Мне и вправду не нравилось то, что я слышал, но разговор нужно было довести до конца хотя бы для того, чтобы больше к нему не возвращаться:

– Я не оправдываю твоих ожиданий, да? Скажи, что ты хочешь, чтобы я сделал, что, по-твоему, правильно будет сделать?

– Правильно будет бороться за то, что по праву принадлежит тебе.

Никогда не думал, что в темной тишине сказанные вполголоса или шепотом простые до банальности слова приобретают такой таинственный смысл.

– Скажи мне, как бороться?

– Ты знаешь, как...

– Ируся, я правильно понимаю, что вся твоя боль от того, что я не хочу писать на своего начальника донос. – Она попыталась вырвать руку, но теперь уже я крепко сжимал ее. – Давай не будем говорить общие слова про борьбу и справедливость, будем называть вещи своими именами. Ты хочешь, чтобы я написал донос, и расстраиваешься от того, что я этого не делаю. Почему это так важно для тебя, объясни.

– Это важно для тебя, – вяло сказала Ирина.

– Да, наверное, но еще надо решить, что важнее: написать донос или добиться цели.

– Перестань говорить это слово.

– Хорошо, не буду. Но если твоя проблема в том, что ты не хочешь жить с лузером, то я говорю тебе еще раз: одной и той же цели можно добиться разными средствами. Мы обсуждали цель, но не средства. Все, что ты рассказала мне тогда, было очень важно для меня и помогло по-новому посмотреть на многие вещи, в том числе и на отношения с Андреем. – Ее рука дернулась в моей, даже имени его она не хотела слышать. – Все намного сложнее, чем тебе кажется, но это не значит, что я ничего не собираюсь делать. Поверь. Мне даже в голову не могло прийти, что ты так расстраиваешься из-за всего этого. Почему ты просто не сказала мне....

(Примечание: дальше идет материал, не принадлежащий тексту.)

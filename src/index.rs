use tracing::{info, instrument};

use crate::corpus::{ChangeSet, Corpus, CorpusError, FingerprintManifest};
use crate::document::Document;
use crate::hashing::ContentHash;
use crate::relevance::{RankedDocument, RelevanceEngine, Tokenizer, UnicodeTokenizer};
use crate::search::{KeywordSearcher, SearchConfig};
use crate::types::identifiers::DocumentId;

/// A corpus with its relevance statistics kept in step.
///
/// Every membership or content change goes through this type, so the TF-IDF
/// document frequencies always describe exactly the documents held.
#[derive(Debug)]
pub struct CorpusIndex<T = UnicodeTokenizer> {
    corpus: Corpus,
    relevance: RelevanceEngine<T>,
    searcher: KeywordSearcher,
}

impl CorpusIndex<UnicodeTokenizer> {
    pub fn new() -> Self {
        Self::with_parts(UnicodeTokenizer, SearchConfig::v0())
    }
}

impl Default for CorpusIndex<UnicodeTokenizer> {
    fn default() -> Self {
        Self::new()
    }
}

impl<T: Tokenizer> CorpusIndex<T> {
    pub fn with_parts(tokenizer: T, search: SearchConfig) -> Self {
        Self {
            corpus: Corpus::new(),
            relevance: RelevanceEngine::with_tokenizer(tokenizer),
            searcher: KeywordSearcher::new(search),
        }
    }

    pub fn from_corpus(corpus: Corpus, tokenizer: T, search: SearchConfig) -> Self {
        let relevance = RelevanceEngine::from_corpus(&corpus, tokenizer);
        Self {
            corpus,
            relevance,
            searcher: KeywordSearcher::new(search),
        }
    }

    /// Add a new document and return its fingerprint.
    #[instrument(skip_all, fields(document = %document.id()))]
    pub fn add_document(&mut self, document: Document) -> Result<ContentHash, CorpusError> {
        let id = document.id();
        if self.corpus.get(id).is_some() {
            return Err(CorpusError::DuplicateDocument(id));
        }
        let hash = document.content_hash().clone();
        self.relevance.index_document(&document);
        self.corpus.insert(document)?;
        info!(hash = %hash, "document added");
        Ok(hash)
    }

    /// Rewrite one page, re-deriving the fingerprint and the term statistics.
    pub fn update_page(
        &mut self,
        id: DocumentId,
        page_number: u32,
        content: impl Into<String>,
    ) -> Result<ContentHash, CorpusError> {
        let document = self.corpus.update_page(id, page_number, content)?;
        self.relevance.index_document(document);
        Ok(document.content_hash().clone())
    }

    pub fn remove_document(&mut self, id: DocumentId) -> Option<Document> {
        let removed = self.corpus.remove(id)?;
        self.relevance.remove_document(id);
        info!(document = %id, "document removed");
        Some(removed)
    }

    pub fn search_keyword(&self, keyword: Option<&str>) -> Vec<String> {
        self.searcher.search(keyword, Some(self.corpus.iter()))
    }

    pub fn score(&self, query: Option<&str>) -> f64 {
        self.relevance.score_optional(query)
    }

    pub fn rank(&self, query: &str) -> Vec<RankedDocument> {
        self.relevance.rank(query, &self.corpus)
    }

    pub fn manifest(&self) -> Result<FingerprintManifest, CorpusError> {
        self.corpus.manifest()
    }

    pub fn changes_since(&self, baseline: &FingerprintManifest) -> Result<ChangeSet, CorpusError> {
        Ok(baseline.diff(&self.manifest()?))
    }

    pub fn corpus(&self) -> &Corpus {
        &self.corpus
    }

    /// Documents counted by the relevance statistics; always `corpus().len()`.
    pub fn document_count(&self) -> usize {
        self.relevance.document_count()
    }

    pub fn document_frequency(&self, term: &str) -> usize {
        self.relevance.document_frequency(term)
    }

    pub fn idf(&self, term: &str) -> Option<f64> {
        self.relevance.idf(term)
    }
}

– Не знаю, – она прижалась лицом к моей руке, и я почувствовал на руке ее слезы.

Мне было жалко ее, и одновременно не покидало чувство, будто я со стороны наблюдал за незнакомым человеком, который в темноте спальни выговаривал почти шепотом все эти правильные слова.

– Постарайся заснуть, – сказал я Ирине, – все нормально, постарайся заснуть...

– А ты? – спросила она, всхлипывая.

– Я не смогу, я почитаю немножко или кино посмотрю.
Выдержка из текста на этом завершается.